[Exercise]
Output the data below in full, byte for byte. Nothing may differ.

(Records from a data source)
○ ○ ○ ○ ○ ○ ○
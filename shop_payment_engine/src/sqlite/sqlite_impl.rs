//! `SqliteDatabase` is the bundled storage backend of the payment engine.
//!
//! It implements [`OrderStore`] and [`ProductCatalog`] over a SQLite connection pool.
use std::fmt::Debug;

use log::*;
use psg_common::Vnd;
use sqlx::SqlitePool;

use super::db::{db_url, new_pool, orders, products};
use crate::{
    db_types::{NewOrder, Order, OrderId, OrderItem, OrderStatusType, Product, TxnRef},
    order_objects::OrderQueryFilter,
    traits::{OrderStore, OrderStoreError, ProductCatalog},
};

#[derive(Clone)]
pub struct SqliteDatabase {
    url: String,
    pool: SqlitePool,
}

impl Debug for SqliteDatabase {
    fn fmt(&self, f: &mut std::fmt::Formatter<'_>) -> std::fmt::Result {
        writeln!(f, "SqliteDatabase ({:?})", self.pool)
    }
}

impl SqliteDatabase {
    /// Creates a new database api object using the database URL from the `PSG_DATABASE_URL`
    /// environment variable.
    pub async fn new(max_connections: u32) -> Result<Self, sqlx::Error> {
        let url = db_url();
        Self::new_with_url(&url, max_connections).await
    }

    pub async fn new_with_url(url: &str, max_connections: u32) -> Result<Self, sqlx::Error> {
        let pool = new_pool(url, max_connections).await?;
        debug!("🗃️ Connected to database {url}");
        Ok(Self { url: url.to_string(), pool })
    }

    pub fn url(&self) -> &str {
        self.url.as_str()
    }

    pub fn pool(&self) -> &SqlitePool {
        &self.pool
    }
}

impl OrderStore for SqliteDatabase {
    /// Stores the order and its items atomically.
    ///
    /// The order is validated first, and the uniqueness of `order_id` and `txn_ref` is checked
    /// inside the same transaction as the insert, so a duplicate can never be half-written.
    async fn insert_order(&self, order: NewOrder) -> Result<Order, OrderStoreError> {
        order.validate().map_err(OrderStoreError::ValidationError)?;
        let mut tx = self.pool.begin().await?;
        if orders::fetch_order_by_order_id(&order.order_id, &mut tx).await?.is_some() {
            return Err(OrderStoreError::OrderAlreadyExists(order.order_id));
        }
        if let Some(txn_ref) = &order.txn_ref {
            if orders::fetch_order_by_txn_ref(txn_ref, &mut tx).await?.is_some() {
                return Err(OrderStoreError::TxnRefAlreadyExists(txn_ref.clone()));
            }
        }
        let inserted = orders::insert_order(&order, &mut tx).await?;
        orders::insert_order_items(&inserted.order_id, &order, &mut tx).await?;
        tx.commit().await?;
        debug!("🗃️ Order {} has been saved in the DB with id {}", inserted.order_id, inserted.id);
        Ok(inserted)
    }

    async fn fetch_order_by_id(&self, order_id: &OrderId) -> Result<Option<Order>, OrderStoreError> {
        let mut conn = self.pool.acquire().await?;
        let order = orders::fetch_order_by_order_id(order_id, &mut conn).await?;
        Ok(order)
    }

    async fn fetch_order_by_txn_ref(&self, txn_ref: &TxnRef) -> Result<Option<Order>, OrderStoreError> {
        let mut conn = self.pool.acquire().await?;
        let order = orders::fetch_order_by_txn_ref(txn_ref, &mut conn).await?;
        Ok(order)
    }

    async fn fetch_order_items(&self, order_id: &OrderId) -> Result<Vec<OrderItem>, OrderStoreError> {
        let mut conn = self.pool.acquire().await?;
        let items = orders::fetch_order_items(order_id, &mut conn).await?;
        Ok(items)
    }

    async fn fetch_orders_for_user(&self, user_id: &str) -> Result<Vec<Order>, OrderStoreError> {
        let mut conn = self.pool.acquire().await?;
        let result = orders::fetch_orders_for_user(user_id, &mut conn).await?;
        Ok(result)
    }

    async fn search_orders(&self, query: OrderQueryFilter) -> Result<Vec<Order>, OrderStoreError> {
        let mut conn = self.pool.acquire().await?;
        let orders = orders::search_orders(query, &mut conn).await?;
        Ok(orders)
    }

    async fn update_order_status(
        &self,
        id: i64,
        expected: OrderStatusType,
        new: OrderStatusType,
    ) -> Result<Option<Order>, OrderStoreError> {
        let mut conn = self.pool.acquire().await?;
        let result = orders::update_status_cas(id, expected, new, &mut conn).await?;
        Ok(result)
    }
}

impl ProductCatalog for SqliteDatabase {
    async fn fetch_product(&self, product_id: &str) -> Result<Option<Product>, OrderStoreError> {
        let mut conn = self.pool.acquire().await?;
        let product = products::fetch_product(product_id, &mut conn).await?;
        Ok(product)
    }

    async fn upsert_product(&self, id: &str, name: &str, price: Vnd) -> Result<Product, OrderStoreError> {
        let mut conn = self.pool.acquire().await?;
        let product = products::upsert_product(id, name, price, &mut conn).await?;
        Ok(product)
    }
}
○ ○ ○ ○ ○ ○ ○
[Output of the exercise]
filename shop_payment_engine/src/sqlite/sqlite_impl.rs
//! `SqliteDatabase` is the bundled storage backend of the payment engine.
//!
//! It implements [`OrderStore`] and [`ProductCatalog`] over a SQLite connection pool.
use std::fmt::Debug;

use log::*;
use psg_common::Vnd;
use sqlx::SqlitePool;

use super::db::{db_url, new_pool, orders, products};
use crate::{
    db_types::{NewOrder, Order, OrderId, OrderItem, OrderStatusType, Product, TxnRef},
    order_objects::OrderQueryFilter,
    traits::{OrderStore, OrderStoreError, ProductCatalog},
};

#[derive(Clone)]
pub struct SqliteDatabase {
    url: String,
    pool: SqlitePool,
}

impl Debug for SqliteDatabase {
    fn fmt(&self, f: &mut std::fmt::Formatter<'_>) -> std::fmt::Result {
        writeln!(f, "SqliteDatabase ({:?})", self.pool)
    }
}

impl SqliteDatabase {
    /// Creates a new database api object using the database URL from the `PSG_DATABASE_URL`
    /// environment variable.
    pub async fn new(max_connections: u32) -> Result<Self, sqlx::Error> {
        let url = db_url();
        Self::new_with_url(&url, max_connections).await
    }

    pub async fn new_with_url(url: &str, max_connections: u32) -> Result<Self, sqlx::Error> {
        let pool = new_pool(url, max_connections).await?;
        debug!("🗃️ Connected to database {url}");
        Ok(Self { url: url.to_string(), pool })
    }

    pub fn url(&self) -> &str {
        self.url.as_str()
    }

    pub fn pool(&self) -> &SqlitePool {
        &self.pool
    }
}

impl OrderStore for SqliteDatabase {
    /// Stores the order and its items atomically.
    ///
    /// The order is validated first, and the uniqueness of `order_id` and `txn_ref` is checked
    /// inside the same transaction as the insert, so a duplicate can never be half-written.
    async fn insert_order(&self, order: NewOrder) -> Result<Order, OrderStoreError> {
        order.validate().map_err(OrderStoreError::ValidationError)?;
        let mut tx = self.pool.begin().await?;
        if orders::fetch_order_by_order_id(&order.order_id, &mut tx).await?.is_some() {
            return Err(OrderStoreError::OrderAlreadyExists(order.order_id));
        }
        if let Some(txn_ref) = &order.txn_ref {
            if orders::fetch_order_by_txn_ref(txn_ref, &mut tx).await?.is_some() {
                return Err(OrderStoreError::TxnRefAlreadyExists(txn_ref.clone()));
            }
        }
        let inserted = orders::insert_order(&order, &mut tx).await?;
        orders::insert_order_items(&inserted.order_id, &order, &mut tx).await?;
        tx.commit().await?;
        debug!("🗃️ Order {} has been saved in the DB with id {}", inserted.order_id, inserted.id);
        Ok(inserted)
    }

    async fn fetch_order_by_id(&self, order_id: &OrderId) -> Result<Option<Order>, OrderStoreError> {
        let mut conn = self.pool.acquire().await?;
        let order = orders::fetch_order_by_order_id(order_id, &mut conn).await?;
        Ok(order)
    }

    async fn fetch_order_by_txn_ref(&self, txn_ref: &TxnRef) -> Result<Option<Order>, OrderStoreError> {
        let mut conn = self.pool.acquire().await?;
        let order = orders::fetch_order_by_txn_ref(txn_ref, &mut conn).await?;
        Ok(order)
    }

    async fn fetch_order_items(&self, order_id: &OrderId) -> Result<Vec<OrderItem>, OrderStoreError> {
        let mut conn = self.pool.acquire().await?;
        let items = orders::fetch_order_items(order_id, &mut conn).await?;
        Ok(items)
    }

    async fn fetch_orders_for_user(&self, user_id: &str) -> Result<Vec<Order>, OrderStoreError> {
        let mut conn = self.pool.acquire().await?;
        let result = orders::fetch_orders_for_user(user_id, &mut conn).await?;
        Ok(result)
    }

    async fn search_orders(&self, query: OrderQueryFilter) -> Result<Vec<Order>, OrderStoreError> {
        let mut conn = self.pool.acquire().await?;
        let orders = orders::search_orders(query, &mut conn).await?;
        Ok(orders)
    }

    async fn update_order_status(
        &self,
        id: i64,
        expected: OrderStatusType,
        new: OrderStatusType,
    ) -> Result<Option<Order>, OrderStoreError> {
        let mut conn = self.pool.acquire().await?;
        let result = orders::update_status_cas(id, expected, new, &mut conn).await?;
        Ok(result)
    }
}

impl ProductCatalog for SqliteDatabase {
    async fn fetch_product(&self, product_id: &str) -> Result<Option<Product>, OrderStoreError> {
        let mut conn = self.pool.acquire().await?;
        let product = products::fetch_product(product_id, &mut conn).await?;
        Ok(product)
    }

    async fn upsert_product(&self, id: &str, name: &str, price: Vnd) -> Result<Product, OrderStoreError> {
        let mut conn = self.pool.acquire().await?;
        let product = products::upsert_product(id, name, price, &mut conn).await?;
        Ok(product)
    }
}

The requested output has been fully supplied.